Below is a set of records. Repeat all of them exactly.

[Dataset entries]
BEGIN
//! # Consent Core
//!
//! Core logic of the consent status service:
//! - the domain directory, cached in memory and refreshed from the registry in the background
//! - classification of a patient's provisions into a consent status
//! - runtime configuration
//!
//! **No API concerns**: authentication and HTTP surfaces belong in `api-shared` and
//! `api-rest`. The registry is only reached through [`PolicyDirectoryClient`].

pub mod cache;
pub mod client;
pub mod config;
pub mod constants;
pub mod domain;
pub mod error;
pub mod resolver;
pub mod service;
pub mod status;

#[cfg(any(test, feature = "test-util"))]
pub mod testing;

pub use cache::{DomainCache, RefreshHandle};
pub use client::{PolicyCoding, PolicyDirectoryClient, ProvisionRecord};
pub use config::{AppConfig, BasicAuth};
pub use domain::{filter_domains, Domain};
pub use error::{
    ConfigError, ConfigResult, ConsentError, ConsentResult, DirectoryError, DirectoryRecordError,
};
pub use resolver::ConsentResolver;
pub use service::ConsentService;
pub use status::{is_no_expiry, is_no_expiry_in_offset, no_expiry, ConsentStatus, DomainStatus, Policy};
END
*Completed task*:
//! # Consent Core
//!
//! Core logic of the consent status service:
//! - the domain directory, cached in memory and refreshed from the registry in the background
//! - classification of a patient's provisions into a consent status
//! - runtime configuration
//!
//! **No API concerns**: authentication and HTTP surfaces belong in `api-shared` and
//! `api-rest`. The registry is only reached through [`PolicyDirectoryClient`].

pub mod cache;
pub mod client;
pub mod config;
pub mod constants;
pub mod domain;
pub mod error;
pub mod resolver;
pub mod service;
pub mod status;

#[cfg(any(test, feature = "test-util"))]
pub mod testing;

pub use cache::{DomainCache, RefreshHandle};
pub use client::{PolicyCoding, PolicyDirectoryClient, ProvisionRecord};
pub use config::{AppConfig, BasicAuth};
pub use domain::{filter_domains, Domain};
pub use error::{
    ConfigError, ConfigResult, ConsentError, ConsentResult, DirectoryError, DirectoryRecordError,
};
pub use resolver::ConsentResolver;
pub use service::ConsentService;
pub use status::{is_no_expiry, is_no_expiry_in_offset, no_expiry, ConsentStatus, DomainStatus, Policy};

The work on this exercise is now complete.